What is expected:
Only the lines below between the ones containing "for j in i..n" and "let j = self.columns.iter().position(|c|", inclusive, are to be reproduced, each exactly as it stands.

Excerpted data:
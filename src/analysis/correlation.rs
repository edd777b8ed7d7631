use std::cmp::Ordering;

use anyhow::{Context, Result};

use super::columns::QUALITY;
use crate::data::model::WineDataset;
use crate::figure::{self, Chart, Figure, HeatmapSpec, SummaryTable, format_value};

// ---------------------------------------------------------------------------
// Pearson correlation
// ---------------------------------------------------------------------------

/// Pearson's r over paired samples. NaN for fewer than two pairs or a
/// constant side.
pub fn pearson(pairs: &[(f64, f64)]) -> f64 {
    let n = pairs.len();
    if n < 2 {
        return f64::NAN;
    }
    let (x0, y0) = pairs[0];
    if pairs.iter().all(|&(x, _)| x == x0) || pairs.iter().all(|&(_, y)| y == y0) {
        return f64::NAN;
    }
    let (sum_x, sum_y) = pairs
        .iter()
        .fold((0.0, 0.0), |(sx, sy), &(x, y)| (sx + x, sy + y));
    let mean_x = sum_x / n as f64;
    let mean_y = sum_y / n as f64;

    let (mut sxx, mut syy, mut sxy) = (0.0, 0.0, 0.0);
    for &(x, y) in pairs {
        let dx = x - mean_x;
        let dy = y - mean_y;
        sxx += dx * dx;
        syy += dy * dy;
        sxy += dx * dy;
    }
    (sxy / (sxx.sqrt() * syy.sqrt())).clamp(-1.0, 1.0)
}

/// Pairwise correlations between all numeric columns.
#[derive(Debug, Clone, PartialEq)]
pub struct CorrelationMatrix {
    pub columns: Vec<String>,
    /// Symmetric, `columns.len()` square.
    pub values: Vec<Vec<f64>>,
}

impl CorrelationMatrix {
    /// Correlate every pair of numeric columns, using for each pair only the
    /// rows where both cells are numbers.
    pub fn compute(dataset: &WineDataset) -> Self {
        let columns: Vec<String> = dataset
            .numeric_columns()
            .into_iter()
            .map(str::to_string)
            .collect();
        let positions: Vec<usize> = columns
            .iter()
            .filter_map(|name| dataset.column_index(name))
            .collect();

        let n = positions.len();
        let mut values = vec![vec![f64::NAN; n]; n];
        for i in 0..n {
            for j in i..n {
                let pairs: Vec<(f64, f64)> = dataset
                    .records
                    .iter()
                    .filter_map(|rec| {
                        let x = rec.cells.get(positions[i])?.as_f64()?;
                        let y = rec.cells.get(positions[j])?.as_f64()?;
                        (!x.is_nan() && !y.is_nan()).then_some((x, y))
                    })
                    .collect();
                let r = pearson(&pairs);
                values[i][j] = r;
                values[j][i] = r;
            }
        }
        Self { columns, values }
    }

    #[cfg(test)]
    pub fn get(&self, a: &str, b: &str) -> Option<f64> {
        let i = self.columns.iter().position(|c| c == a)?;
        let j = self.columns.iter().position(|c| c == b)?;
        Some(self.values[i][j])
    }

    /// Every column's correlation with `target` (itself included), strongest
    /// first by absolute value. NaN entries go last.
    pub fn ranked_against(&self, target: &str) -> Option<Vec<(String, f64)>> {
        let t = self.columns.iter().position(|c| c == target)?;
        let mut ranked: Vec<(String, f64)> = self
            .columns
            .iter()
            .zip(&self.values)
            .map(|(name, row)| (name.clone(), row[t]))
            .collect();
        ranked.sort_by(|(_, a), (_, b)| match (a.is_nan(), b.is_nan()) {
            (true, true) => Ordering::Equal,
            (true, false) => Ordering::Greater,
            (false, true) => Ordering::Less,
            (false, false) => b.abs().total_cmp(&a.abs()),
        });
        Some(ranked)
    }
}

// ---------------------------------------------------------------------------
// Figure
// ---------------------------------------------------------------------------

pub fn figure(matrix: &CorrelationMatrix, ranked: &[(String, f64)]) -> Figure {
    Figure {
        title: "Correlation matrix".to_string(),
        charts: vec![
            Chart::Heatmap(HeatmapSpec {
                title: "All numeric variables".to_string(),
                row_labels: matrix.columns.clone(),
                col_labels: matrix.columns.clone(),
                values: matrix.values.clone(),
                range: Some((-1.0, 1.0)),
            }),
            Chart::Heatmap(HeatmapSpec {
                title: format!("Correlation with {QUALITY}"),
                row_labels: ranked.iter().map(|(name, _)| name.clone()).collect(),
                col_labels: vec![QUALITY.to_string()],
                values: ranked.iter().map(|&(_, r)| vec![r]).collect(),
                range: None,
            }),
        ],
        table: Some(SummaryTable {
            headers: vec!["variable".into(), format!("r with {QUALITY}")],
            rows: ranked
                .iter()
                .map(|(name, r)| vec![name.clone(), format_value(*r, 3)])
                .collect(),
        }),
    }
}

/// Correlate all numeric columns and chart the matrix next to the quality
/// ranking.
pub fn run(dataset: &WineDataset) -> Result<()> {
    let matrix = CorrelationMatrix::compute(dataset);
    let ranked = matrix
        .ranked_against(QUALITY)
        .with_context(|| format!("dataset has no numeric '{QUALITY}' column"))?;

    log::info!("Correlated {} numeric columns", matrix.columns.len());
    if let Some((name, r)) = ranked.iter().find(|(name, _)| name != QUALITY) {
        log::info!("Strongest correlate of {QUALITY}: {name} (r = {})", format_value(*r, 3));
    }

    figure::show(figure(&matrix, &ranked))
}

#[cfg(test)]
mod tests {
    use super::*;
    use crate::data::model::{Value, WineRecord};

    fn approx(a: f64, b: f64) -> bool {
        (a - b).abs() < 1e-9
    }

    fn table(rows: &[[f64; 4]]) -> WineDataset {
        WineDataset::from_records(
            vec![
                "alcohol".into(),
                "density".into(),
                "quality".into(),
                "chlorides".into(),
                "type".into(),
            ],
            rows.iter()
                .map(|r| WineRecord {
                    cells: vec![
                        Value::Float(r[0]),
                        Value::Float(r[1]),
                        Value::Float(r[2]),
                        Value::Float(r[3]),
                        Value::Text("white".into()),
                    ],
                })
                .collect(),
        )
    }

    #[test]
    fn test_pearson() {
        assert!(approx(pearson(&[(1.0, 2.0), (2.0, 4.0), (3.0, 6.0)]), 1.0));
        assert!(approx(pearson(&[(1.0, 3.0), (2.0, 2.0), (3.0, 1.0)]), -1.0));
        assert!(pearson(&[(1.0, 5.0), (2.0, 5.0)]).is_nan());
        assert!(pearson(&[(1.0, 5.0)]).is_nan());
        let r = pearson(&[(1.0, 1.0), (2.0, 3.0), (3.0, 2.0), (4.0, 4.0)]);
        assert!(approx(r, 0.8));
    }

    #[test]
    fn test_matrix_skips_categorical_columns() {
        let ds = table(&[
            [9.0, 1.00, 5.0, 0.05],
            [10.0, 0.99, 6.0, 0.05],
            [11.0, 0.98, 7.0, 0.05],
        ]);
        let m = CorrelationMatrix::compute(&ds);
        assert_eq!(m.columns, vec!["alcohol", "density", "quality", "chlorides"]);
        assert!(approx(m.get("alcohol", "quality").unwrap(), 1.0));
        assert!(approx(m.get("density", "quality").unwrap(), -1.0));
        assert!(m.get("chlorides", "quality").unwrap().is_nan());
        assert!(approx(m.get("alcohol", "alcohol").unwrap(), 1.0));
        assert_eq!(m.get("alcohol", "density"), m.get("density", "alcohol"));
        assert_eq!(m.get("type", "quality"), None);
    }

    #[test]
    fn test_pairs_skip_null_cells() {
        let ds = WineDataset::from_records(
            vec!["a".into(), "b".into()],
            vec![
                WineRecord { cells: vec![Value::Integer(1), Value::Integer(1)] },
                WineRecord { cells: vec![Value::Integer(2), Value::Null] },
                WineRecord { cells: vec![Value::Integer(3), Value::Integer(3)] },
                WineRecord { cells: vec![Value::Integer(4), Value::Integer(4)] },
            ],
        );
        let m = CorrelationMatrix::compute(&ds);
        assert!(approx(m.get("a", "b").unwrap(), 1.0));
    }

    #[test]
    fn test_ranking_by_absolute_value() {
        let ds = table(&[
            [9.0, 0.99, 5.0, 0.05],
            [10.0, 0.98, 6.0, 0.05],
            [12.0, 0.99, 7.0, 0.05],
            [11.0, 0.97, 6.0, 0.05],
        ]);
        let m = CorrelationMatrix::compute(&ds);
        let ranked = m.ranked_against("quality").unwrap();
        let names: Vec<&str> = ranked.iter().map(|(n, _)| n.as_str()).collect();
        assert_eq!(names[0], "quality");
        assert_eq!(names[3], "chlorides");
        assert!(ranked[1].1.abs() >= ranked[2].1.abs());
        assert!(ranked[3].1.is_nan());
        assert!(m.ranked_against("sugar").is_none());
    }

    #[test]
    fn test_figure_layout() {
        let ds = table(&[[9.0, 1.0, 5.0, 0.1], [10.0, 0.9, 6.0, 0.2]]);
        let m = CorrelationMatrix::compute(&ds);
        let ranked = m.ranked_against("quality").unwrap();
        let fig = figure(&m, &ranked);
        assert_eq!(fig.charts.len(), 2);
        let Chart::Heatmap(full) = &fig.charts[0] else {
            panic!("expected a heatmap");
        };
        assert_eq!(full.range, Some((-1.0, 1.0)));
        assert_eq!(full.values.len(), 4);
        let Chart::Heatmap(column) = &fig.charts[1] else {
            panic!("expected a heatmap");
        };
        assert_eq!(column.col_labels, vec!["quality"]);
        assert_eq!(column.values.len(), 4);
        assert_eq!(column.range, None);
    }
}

Result:
            for j in i..n {
                let pairs: Vec<(f64, f64)> = dataset
                    .records
                    .iter()
                    .filter_map(|rec| {
                        let x = rec.cells.get(positions[i])?.as_f64()?;
                        let y = rec.cells.get(positions[j])?.as_f64()?;
                        (!x.is_nan() && !y.is_nan()).then_some((x, y))
                    })
                    .collect();
                let r = pearson(&pairs);
                values[i][j] = r;
                values[j][i] = r;
            }
        }
        Self { columns, values }
    }

    #[cfg(test)]
    pub fn get(&self, a: &str, b: &str) -> Option<f64> {
        let i = self.columns.iter().position(|c| c == a)?;
        let j = self.columns.iter().position(|c| c == b)?;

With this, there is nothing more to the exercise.